Lucía sintió un escalofrío recorrer su cuerpo cuando las puertas de la iglesia se cerraron con un estruendoso golpe. El sonido reverberó por las paredes, llenando el espacio sagrado con una ominosa sensación de claustrofobia.
Las voces, etéreas y desconcertantes, la llamaban desde las sombras, susurros que danzaban en el aire como ecos distorsionados. Cada llamado, cada invocación de "hermana", se clavaba en su mente, desafiando su cordura.
Trató de avanzar hacia la salida, pero un invisible muro la detuvo. Las puertas, que segundos antes habían estado abiertas, ahora estaban selladas, como si el edificio mismo se hubiera convertido en una trampa para ella.
El ambiente en la iglesia se tornó aún más oscuro. Las velas parpadeantes proyectaban sombras retorcidas que se alzaban en las paredes y el suelo, una danza macabra que parecía tener vida propia.
En medio de la penumbra, una nueva figura emergió de las sombras. No era ni Clara ni Sofía, era la tercera muñeca. Su presencia emanaba una melancolía que envolvía la habitación, como si cargara consigo los lamentos de un pasado olvidado.

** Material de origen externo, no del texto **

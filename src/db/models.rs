//! Database Models - structs representing database tables (used by sqlx/serde).

use chrono::{DateTime, NaiveDate, Utc};
use rust_decimal::Decimal;
use serde::{Deserialize, Serialize};
use sqlx::FromRow;
use uuid::Uuid;

/// Blog post row. Publish state is derived from `published_at`, never stored.
#[derive(Debug, Clone, FromRow, Serialize, Deserialize)]
#[serde(rename_all = "camelCase")]
pub struct BlogPost {
    pub id: Uuid,
    pub title: String,
    pub slug: String,
    pub excerpt_html: Option<String>,
    pub content_html: Option<String>,
    pub published_at: Option<DateTime<Utc>>,
    pub viral: bool,
    pub featured: bool,
    pub views_count: i64,
    pub reading_time: Option<i32>,
    pub featured_image: Option<String>,
    pub created_at: DateTime<Utc>,
    pub updated_at: DateTime<Utc>,
}

/// Book row
#[derive(Debug, Clone, FromRow, Serialize, Deserialize)]
#[serde(rename_all = "camelCase")]
pub struct Book {
    pub id: Uuid,
    pub title: String,
    pub author: String,
    pub category: Option<String>,
    pub rating: Option<i32>,
    pub review_html: Option<String>,
    pub notes_html: Option<String>,
    pub read_date: Option<NaiveDate>,
    pub featured: bool,
    pub isbn: Option<String>,
    pub cover_url: Option<String>,
    pub cover_image: Option<String>,
    pub affiliate_link: Option<String>,
    pub created_at: DateTime<Utc>,
    pub updated_at: DateTime<Utc>,
}

/// Gear item row
#[derive(Debug, Clone, FromRow, Serialize, Deserialize)]
#[serde(rename_all = "camelCase")]
pub struct GearItem {
    pub id: Uuid,
    pub name: String,
    pub description_html: Option<String>,
    pub category: String,
    pub price: Option<Decimal>,
    pub featured: bool,
    pub position: i32,
    pub image_url: Option<String>,
    pub product_image: Option<String>,
    pub affiliate_link: Option<String>,
    pub created_at: DateTime<Utc>,
    pub updated_at: DateTime<Utc>,
}

/// Project row. `tech_stack` is a serialized JSON array (legacy rows may be
/// comma-separated text; see domain::tech_stack).
#[derive(Debug, Clone, FromRow, Serialize, Deserialize)]
#[serde(rename_all = "camelCase")]
pub struct Project {
    pub id: Uuid,
    pub name: String,
    pub description_html: Option<String>,
    pub url: Option<String>,
    pub logo_url: Option<String>,
    pub project_type: String,
    pub status: String,
    pub tech_stack: Option<String>,
    pub featured: bool,
    pub position: i32,
    pub created_at: DateTime<Utc>,
    pub updated_at: DateTime<Utc>,
}

/// Social link row
#[derive(Debug, Clone, FromRow, Serialize, Deserialize)]
#[serde(rename_all = "camelCase")]
pub struct SocialLink {
    pub id: Uuid,
    pub platform: String,
    pub url: String,
    pub follower_count: Option<i32>,
    pub username: Option<String>,
    pub display_in_header: bool,
    pub created_at: DateTime<Utc>,
    pub updated_at: DateTime<Utc>,
}

/// Sport activity row (authoritative schema: value/unit/date NOT NULL,
/// `workout` category, optional running sub_type)
#[derive(Debug, Clone, FromRow, Serialize, Deserialize)]
#[serde(rename_all = "camelCase")]
pub struct SportActivity {
    pub id: Uuid,
    pub sport_type: String,
    pub sub_type: Option<String>,
    pub category: String,
    pub title: String,
    pub value: String,
    pub unit: String,
    pub date: NaiveDate,
    pub description_html: Option<String>,
    pub personal_record: bool,
    pub event_name: Option<String>,
    pub location: Option<String>,
    pub result_url: Option<String>,
    pub created_at: DateTime<Utc>,
    pub updated_at: DateTime<Utc>,
}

Esta nueva muñeca, que sostenía una rosa marchita en su mano rota, se acercó a Lucía con un movimiento lento y pausado. Su vestido desgastado y su rostro de porcelana mostraban signos de antigüedad y desgaste, como si hubiera existido a lo largo de los siglos.
Con una voz suave pero llena de resignación, la muñeca se presentó: "Soy Elena". Las palabras resonaron en la iglesia, llevando consigo un aire de tristeza y desesperanza.
Lucía, abrumada por el terror y la confusión, retrocedió, sintiendo que cada pulgada de la iglesia se cerraba sobre ella. Sus pensamientos se mezclaban con las voces que la llamaban hermana, una cacofonía de susurros enloquecedores que la aturdían.
Con un esfuerzo, intentó encontrar una salida, pero las puertas seguían cerradas, negándole la libertad. Se refugió en una esquina, observando con temor a la muñeca Elena, mientras la sensación de estar atrapada en un sueño oscuro se intensificaba.
El silencio se apoderó de la iglesia, roto únicamente por las risas distantes de niños, un eco fantasmal que flotaba en el aire, aumentando aún más la sensación de inquietud y desasosiego.
Elena, la muñeca antigua con su rosa marchita, permanecía en su lugar, una presencia etérea en la vasta oscuridad de la iglesia. Las sombras parecían converger a su alrededor, como si estuviera conectada de alguna manera con la misteriosa opresión que envolvía el lugar.
Así, en medio del escenario de la iglesia, Lucía se encontraba sola con Elena y las voces susurrantes, presa en un enigma que desafiaba toda lógica y cordura, una pesadilla de la que no podía despertar.